Cortney Wills [00:05:32] Stop! Kerri!

Kerri Grant [00:05:34] I just feel like on so many levels it just feels like I’ve been exactly where I’m supposed to be. So I ended up at 44th and Broadway. The Nickelodeon offices in New York started out as an intern in the programming department. And then shortly after that, I got a job in this really small two-person department at Nickelodeon called Viewer Services, where I had to answer phone calls and fan mail. People would call about all kinds of things like you name it, people would be calling to either praise us, but mostly complain. That job was kind of crazy in terms of the complaints we would get because I was responsible for Nickelodeon, Nick at Nite and TV Land and people would write letters, you know, like little kids would write letters sometimes to the Rugrats, and I would respond on behalf of the Rugrats.

Cortney Wills [00:06:22] No way did you really do that.

Kerri Grant [00:06:23] I did, but I would say stuff. I would be and say Tommy, and Chuckie, and Phil and Lil, Suzie. They can’t write yet, so they asked me to send you a letter. That’s where this all started. And then right around 9/11, I got laid off. And so I did some odd jobs for a little while. I worked at a coffee shop. I taught second-graders in an after-school program. I did all kinds of things, but then I still had friends who worked at Nickelodeon, and my friend hired me to temp for her while she was away. And I had to do like an in-house production, and I remember the day I was sitting on a bench in Union Square in New York, and I was like, I want to be in production. I really want to pursue this writing and I want to be in production. And then a couple of weeks later, an opportunity to apply for the job as a script coordinator on The Backyardigans came out. And then so I applied for the gig, even though I had no experience like very little experience directly as a script coordinator directly. But I applied. I got the job and then I just started learning.

Cortney Wills [00:07:25] Wow. Is script coordinator kind of like an entry-level writing position in TV speak?

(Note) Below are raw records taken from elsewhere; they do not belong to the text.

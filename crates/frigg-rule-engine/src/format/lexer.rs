//! Tokenizer for `${ ... }` interpolations.

use crate::{Result, RuleError};

#[derive(Debug, Clone, PartialEq)]
pub(crate) enum TokenKind {
    // Literals
    Str(String),
    Number(f64),
    True,
    False,
    Ident(String),

    // Operators
    Plus,
    Bang,
    EqEq,      // ==
    EqEqEq,    // ===
    BangEq,    // !=
    BangEqEq,  // !==
    AmpAmp,    // &&
    PipePipe,  // ||
    Question,  // ?
    Colon,     // :
    Dot,

    // Grouping
    LParen,
    RParen,
    LBracket,
    RBracket,
    RBrace,
}

#[derive(Debug, Clone, PartialEq)]
pub(crate) struct Token {
    pub kind: TokenKind,
    /// Byte offset into the format string.
    pub pos: usize,
}

/// Tokenize the interpolation starting at byte `start` (just after `${`).
///
/// Returns the tokens up to, but excluding, the closing `}` and the byte
/// offset immediately after it.
pub(crate) fn lex_interpolation(src: &str, start: usize) -> Result<(Vec<Token>, usize)> {
    let mut lexer = Lexer { src, pos: start };
    let mut tokens = Vec::new();

    loop {
        let token = lexer.next_token().map_err(|e| match e {
            RuleError::Format { position, message } if position >= src.len() => {
                RuleError::Format {
                    position: start.saturating_sub(2),
                    message: format!("unterminated interpolation ({})", message),
                }
            }
            other => other,
        })?;

        if token.kind == TokenKind::RBrace {
            return Ok((tokens, lexer.pos));
        }
        tokens.push(token);
    }
}

struct Lexer<'a> {
    src: &'a str,
    pos: usize,
}

impl<'a> Lexer<'a> {
    fn peek(&self) -> Option<char> {
        self.src[self.pos..].chars().next()
    }

    fn peek_at(&self, offset: usize) -> Option<char> {
        self.src[self.pos..].chars().nth(offset)
    }

    fn bump(&mut self) -> Option<char> {
        let c = self.peek()?;
        self.pos += c.len_utf8();
        Some(c)
    }

    fn error(&self, pos: usize, message: impl Into<String>) -> RuleError {
        RuleError::Format {
            position: pos,
            message: message.into(),
        }
    }

    fn next_token(&mut self) -> Result<Token> {
        while self.peek().is_some_and(char::is_whitespace) {
            self.bump();
        }

        let pos = self.pos;
        let Some(c) = self.bump() else {
            return Err(self.error(pos, "unexpected end of format string"));
        };

        let kind = match c {
            '}' => TokenKind::RBrace,
            '(' => TokenKind::LParen,
            ')' => TokenKind::RParen,
            '[' => TokenKind::LBracket,
            ']' => TokenKind::RBracket,
            '+' => TokenKind::Plus,
            '?' => TokenKind::Question,
            ':' => TokenKind::Colon,
            '.' if !self.peek().is_some_and(|d| d.is_ascii_digit()) => TokenKind::Dot,
            '=' => {
                if self.peek() != Some('=') {
                    return Err(self.error(pos, "assignment is not allowed, use '=='"));
                }
                self.bump();
                if self.peek() == Some('=') {
                    self.bump();
                    TokenKind::EqEqEq
                } else {
                    TokenKind::EqEq
                }
            }
            '!' => {
                if self.peek() == Some('=') {
                    self.bump();
                    if self.peek() == Some('=') {
                        self.bump();
                        TokenKind::BangEqEq
                    } else {
                        TokenKind::BangEq
                    }
                } else {
                    TokenKind::Bang
                }
            }
            '&' if self.peek() == Some('&') => {
                self.bump();
                TokenKind::AmpAmp
            }
            '|' if self.peek() == Some('|') => {
                self.bump();
                TokenKind::PipePipe
            }
            '\'' | '"' => TokenKind::Str(self.string(c, pos)?),
            c if c.is_ascii_digit() || c == '.' => TokenKind::Number(self.number(pos)?),
            c if c.is_ascii_alphabetic() || c == '_' || c == '$' => {
                let ident = self.identifier(pos);
                match ident.as_str() {
                    "true" => TokenKind::True,
                    "false" => TokenKind::False,
                    _ => TokenKind::Ident(ident),
                }
            }
            other => return Err(self.error(pos, format!("unexpected character '{}'", other))),
        };

        Ok(Token { kind, pos })
    }

    fn string(&mut self, quote: char, start: usize) -> Result<String> {
        let mut value = String::new();
        loop {
            match self.bump() {
                None => return Err(self.error(self.src.len(), "unterminated string literal")),
                Some(c) if c == quote => return Ok(value),
                Some('\\') => match self.bump() {
                    Some(escaped) => value.push(unescape(escaped)),
                    None => {
                        return Err(self.error(start, "unterminated string literal"));
                    }
                },
                Some(c) => value.push(c),
            }
        }
    }

    fn number(&mut self, start: usize) -> Result<f64> {
        let mut seen_dot = self.src[start..].starts_with('.');
        while let Some(c) = self.peek() {
            if c.is_ascii_digit() {
                self.bump();
            } else if c == '.' && !seen_dot && self.peek_at(1).is_some_and(|d| d.is_ascii_digit()) {
                seen_dot = true;
                self.bump();
            } else {
                break;
            }
        }

        self.src[start..self.pos]
            .parse::<f64>()
            .map_err(|e| self.error(start, format!("invalid number: {}", e)))
    }

    fn identifier(&mut self, start: usize) -> String {
        while self
            .peek()
            .is_some_and(|c| c.is_ascii_alphanumeric() || c == '_' || c == '$')
        {
            self.bump();
        }
        self.src[start..self.pos].to_string()
    }
}

/// Character produced by `\c`: `n`, `t` and `r` are control characters,
/// anything else stands for itself.
pub(crate) fn unescape(c: char) -> char {
    match c {
        'n' => '\n',
        't' => '\t',
        'r' => '\r',
        other => other,
    }
}
//! HTTP client wrapper with an explicit timeout

use crate::error::{Error, Result};
use async_trait::async_trait;
use reqwest::header::{HeaderMap, HeaderValue, ACCEPT, AUTHORIZATION};
use std::env;
use std::time::Duration;
use url::Url;

/// Anything that can fetch the body of a URL
///
/// The CLI uses [`HttpClient`]; tests substitute canned responses.
#[async_trait]
pub trait Fetcher: Send + Sync {
    async fn fetch(&self, url: &Url) -> Result<Vec<u8>>;
}

/// HTTP client wrapper for template downloads
#[derive(Debug, Clone)]
pub struct HttpClient {
    client: reqwest::Client,
    timeout: Duration,
}

impl HttpClient {
    /// Create a client whose requests fail after `timeout`
    pub fn new(timeout: Duration) -> Result<Self> {
        let client = reqwest::Client::builder()
            .user_agent(format!("frigg/{}", env!("CARGO_PKG_VERSION")))
            .timeout(timeout)
            .build()?;

        Ok(Self { client, timeout })
    }

    pub fn timeout(&self) -> Duration {
        self.timeout
    }

    /// GitHub API headers; `GITHUB_TOKEN` raises the rate limit when set.
    fn headers(&self) -> HeaderMap {
        let mut headers = HeaderMap::new();
        headers.insert(ACCEPT, HeaderValue::from_static("application/vnd.github+json"));
        if let Ok(token) = env::var("GITHUB_TOKEN") {
            match HeaderValue::from_str(&format!("Bearer {}", token)) {
                Ok(value) => {
                    headers.insert(AUTHORIZATION, value);
                }
                Err(_) => tracing::warn!("ignoring GITHUB_TOKEN: not a valid header value"),
            }
        }
        headers
    }

    fn map_error(&self, url: &Url, e: reqwest::Error) -> Error {
        if e.is_timeout() {
            Error::Timeout {
                url: url.to_string(),
                secs: self.timeout.as_secs(),
            }
        } else {
            Error::Http(e)
        }
    }

    /// Make a GET request and return the response body
    pub async fn get_bytes(&self, url: &Url) -> Result<Vec<u8>> {
        tracing::debug!(%url, "GET");

        let response = self
            .client
            .get(url.clone())
            .headers(self.headers())
            .send()
            .await
            .map_err(|e| self.map_error(url, e))?;

        if !response.status().is_success() {
            return Err(Error::Status {
                status: response.status().as_u16(),
                url: url.to_string(),
            });
        }

        let body = response.bytes().await.map_err(|e| self.map_error(url, e))?;
        Ok(body.to_vec())
    }
}

#[async_trait]
impl Fetcher for HttpClient {
    async fn fetch(&self, url: &Url) -> Result<Vec<u8>> {
        self.get_bytes(url).await
    }
}

#[cfg(test)]
mod tests {
    use super::*;

    #[test]
    fn test_client_keeps_timeout() {
        let client = HttpClient::new(Duration::from_secs(7)).unwrap();
        assert_eq!(client.timeout(), Duration::from_secs(7));
    }

    #[tokio::test]
    #[ignore] // Requires network access
    async fn test_fetch_github_listing() {
        let client = HttpClient::new(Duration::from_secs(30)).unwrap();
        let url = Url::parse("https://api.github.com/repos/rust-lang/rust/contents/").unwrap();
        let body = client.fetch(&url).await.unwrap();
        assert!(!body.is_empty());
    }
}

Kerri Grant [00:07:32] So it is a lower-level position. Your job is to support the writing team. And the executive producer of the show. So I was responsible for distributing scripts to the network and the people on the show. The animation studio so keeping track of all the stages of the scripts, distributing the scripts to everybody, managing the script’s schedule, you know, making sure the people were turning their stuff in on the deadlines and also proofreading. It was a lot of proofreading of scripts, being in certain meetings, being in it, at least on the Backyardigans. It’s different for every production, but on that production, I was also at the voice-over record sessions. The Backyardigans had like real people dancing and then the animators animated to the real dancers. So I would go to the dance shoots sometimes. I think a lot of people who do enter the industry as a script coordinator want to be a writer. So that’s sort of like your opportunity to get in there. It’s like proximity to the writing process. See how it all works. And then eventually, maybe you’ll get an opportunity to write your own script and that’s what happened. So I was a script coordinator for a couple of seasons on the show, and then came the day when I finally mustered up the courage to say, Hey, can I write my own script? And my boss at the time, Janice Burgess, shout out to Janice Burgess, who was the executive producer and showrunner of Backyardigans, and Adam Peltzman, who was the head writer at the time. They both gave me that opportunity to write my first script.

Cortney Wills [00:09:03] Couple of questions. So after that first kind of internship at Nickelodeon and once you realized, OK, I want to be creative. Were you attracted to kids’ programing and animation just because you had been at Nickelodeon or had you always had an interest there?

Kerri Grant [00:09:19] You know, growing up in Jamaica, we actually didn’t even have a TV till I was nine years old. So it’s just I laugh sometimes thinking about that because I’m like, How did I end up working in TV? And when we moved here I was about 11, and I would watch cartoons and stuff with my brother, you know, we would watch. He was he’s younger than me, six years younger, so we’d watch G.I. Joe, Jem, and the Holograms.

Cortney Wills [00:09:41] Jem was so good. They need to bring Jem back.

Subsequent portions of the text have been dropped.